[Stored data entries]
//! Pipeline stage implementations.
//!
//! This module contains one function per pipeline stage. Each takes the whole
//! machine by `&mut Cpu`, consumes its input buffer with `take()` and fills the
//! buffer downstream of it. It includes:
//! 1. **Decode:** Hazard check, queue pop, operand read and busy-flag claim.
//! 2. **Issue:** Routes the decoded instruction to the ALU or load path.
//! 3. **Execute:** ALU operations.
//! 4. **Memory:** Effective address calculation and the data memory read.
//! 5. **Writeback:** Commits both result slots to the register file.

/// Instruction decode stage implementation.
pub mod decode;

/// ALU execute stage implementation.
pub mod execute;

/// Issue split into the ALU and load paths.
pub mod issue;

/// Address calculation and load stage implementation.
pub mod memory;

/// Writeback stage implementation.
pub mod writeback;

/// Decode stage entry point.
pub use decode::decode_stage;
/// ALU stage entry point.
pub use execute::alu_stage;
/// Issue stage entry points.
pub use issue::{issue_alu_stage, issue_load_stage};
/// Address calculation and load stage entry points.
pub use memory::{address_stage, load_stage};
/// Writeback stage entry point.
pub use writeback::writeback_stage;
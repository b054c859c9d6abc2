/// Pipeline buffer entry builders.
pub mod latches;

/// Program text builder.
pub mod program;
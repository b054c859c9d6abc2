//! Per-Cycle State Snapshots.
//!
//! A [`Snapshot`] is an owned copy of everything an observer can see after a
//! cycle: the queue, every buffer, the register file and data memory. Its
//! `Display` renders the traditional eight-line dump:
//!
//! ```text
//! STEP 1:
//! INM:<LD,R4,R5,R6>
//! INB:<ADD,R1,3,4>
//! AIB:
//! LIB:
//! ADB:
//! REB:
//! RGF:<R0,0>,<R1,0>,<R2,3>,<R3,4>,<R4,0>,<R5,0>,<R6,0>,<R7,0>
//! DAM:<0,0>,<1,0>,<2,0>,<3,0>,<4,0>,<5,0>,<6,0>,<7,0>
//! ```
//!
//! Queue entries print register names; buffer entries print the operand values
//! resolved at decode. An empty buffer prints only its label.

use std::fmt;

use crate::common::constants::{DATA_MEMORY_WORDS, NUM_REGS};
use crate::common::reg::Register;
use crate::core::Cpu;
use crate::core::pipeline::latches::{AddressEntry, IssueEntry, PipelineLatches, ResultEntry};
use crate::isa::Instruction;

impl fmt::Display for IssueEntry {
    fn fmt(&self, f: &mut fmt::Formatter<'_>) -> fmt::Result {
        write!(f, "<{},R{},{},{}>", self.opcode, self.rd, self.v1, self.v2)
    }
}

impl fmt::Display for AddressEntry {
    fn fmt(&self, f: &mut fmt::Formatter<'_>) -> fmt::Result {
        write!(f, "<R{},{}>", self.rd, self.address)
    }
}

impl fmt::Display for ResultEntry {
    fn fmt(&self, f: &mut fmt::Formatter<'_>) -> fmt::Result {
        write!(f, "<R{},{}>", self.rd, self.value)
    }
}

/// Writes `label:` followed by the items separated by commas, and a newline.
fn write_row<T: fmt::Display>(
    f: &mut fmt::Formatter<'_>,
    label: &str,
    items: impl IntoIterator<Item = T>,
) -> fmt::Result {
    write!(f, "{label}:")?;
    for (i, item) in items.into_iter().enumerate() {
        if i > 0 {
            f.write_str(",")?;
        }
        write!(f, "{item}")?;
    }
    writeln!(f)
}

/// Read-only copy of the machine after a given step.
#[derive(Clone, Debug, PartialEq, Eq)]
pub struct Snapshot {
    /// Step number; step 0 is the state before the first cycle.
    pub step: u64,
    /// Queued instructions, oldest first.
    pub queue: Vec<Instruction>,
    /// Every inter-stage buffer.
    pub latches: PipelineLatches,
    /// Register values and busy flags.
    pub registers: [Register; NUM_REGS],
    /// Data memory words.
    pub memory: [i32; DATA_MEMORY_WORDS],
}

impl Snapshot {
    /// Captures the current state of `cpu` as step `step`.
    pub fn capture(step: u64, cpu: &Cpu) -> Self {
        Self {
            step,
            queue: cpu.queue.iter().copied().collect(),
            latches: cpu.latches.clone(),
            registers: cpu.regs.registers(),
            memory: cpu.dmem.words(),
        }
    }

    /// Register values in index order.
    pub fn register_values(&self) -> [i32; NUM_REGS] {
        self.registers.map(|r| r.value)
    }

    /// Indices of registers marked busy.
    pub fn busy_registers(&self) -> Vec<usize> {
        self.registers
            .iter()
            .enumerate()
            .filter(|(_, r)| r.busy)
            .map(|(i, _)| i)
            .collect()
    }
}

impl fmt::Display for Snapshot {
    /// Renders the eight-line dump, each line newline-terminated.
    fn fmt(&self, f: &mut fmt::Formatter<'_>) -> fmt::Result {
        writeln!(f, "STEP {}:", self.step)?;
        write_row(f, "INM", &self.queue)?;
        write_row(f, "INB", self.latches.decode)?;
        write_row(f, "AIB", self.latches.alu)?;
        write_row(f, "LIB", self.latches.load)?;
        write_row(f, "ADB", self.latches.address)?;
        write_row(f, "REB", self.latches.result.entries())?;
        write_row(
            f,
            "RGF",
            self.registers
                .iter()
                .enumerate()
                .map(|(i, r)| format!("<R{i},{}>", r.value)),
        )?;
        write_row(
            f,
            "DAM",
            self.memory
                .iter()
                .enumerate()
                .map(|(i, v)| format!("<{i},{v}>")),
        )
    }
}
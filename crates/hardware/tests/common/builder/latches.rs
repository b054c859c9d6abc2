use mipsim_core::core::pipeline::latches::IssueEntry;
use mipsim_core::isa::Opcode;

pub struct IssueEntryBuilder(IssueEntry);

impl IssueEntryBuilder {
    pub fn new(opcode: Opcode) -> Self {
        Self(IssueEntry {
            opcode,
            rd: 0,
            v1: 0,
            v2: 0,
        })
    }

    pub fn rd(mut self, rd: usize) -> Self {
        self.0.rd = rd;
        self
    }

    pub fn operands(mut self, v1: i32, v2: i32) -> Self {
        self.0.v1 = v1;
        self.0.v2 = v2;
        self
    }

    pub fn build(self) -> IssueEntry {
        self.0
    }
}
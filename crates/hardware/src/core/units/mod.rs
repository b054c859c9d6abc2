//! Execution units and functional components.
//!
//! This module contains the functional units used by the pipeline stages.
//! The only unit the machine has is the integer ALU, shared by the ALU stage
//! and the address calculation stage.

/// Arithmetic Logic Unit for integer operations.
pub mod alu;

_WHAT IS REQUIRED:_ Working through the records, copy each line in which the word "usize" appears.

_RESULT FOR THIS TASK:_
    pub fn busy_registers(&self) -> Vec<usize> {
    pub fn rd(mut self, rd: usize) -> Self {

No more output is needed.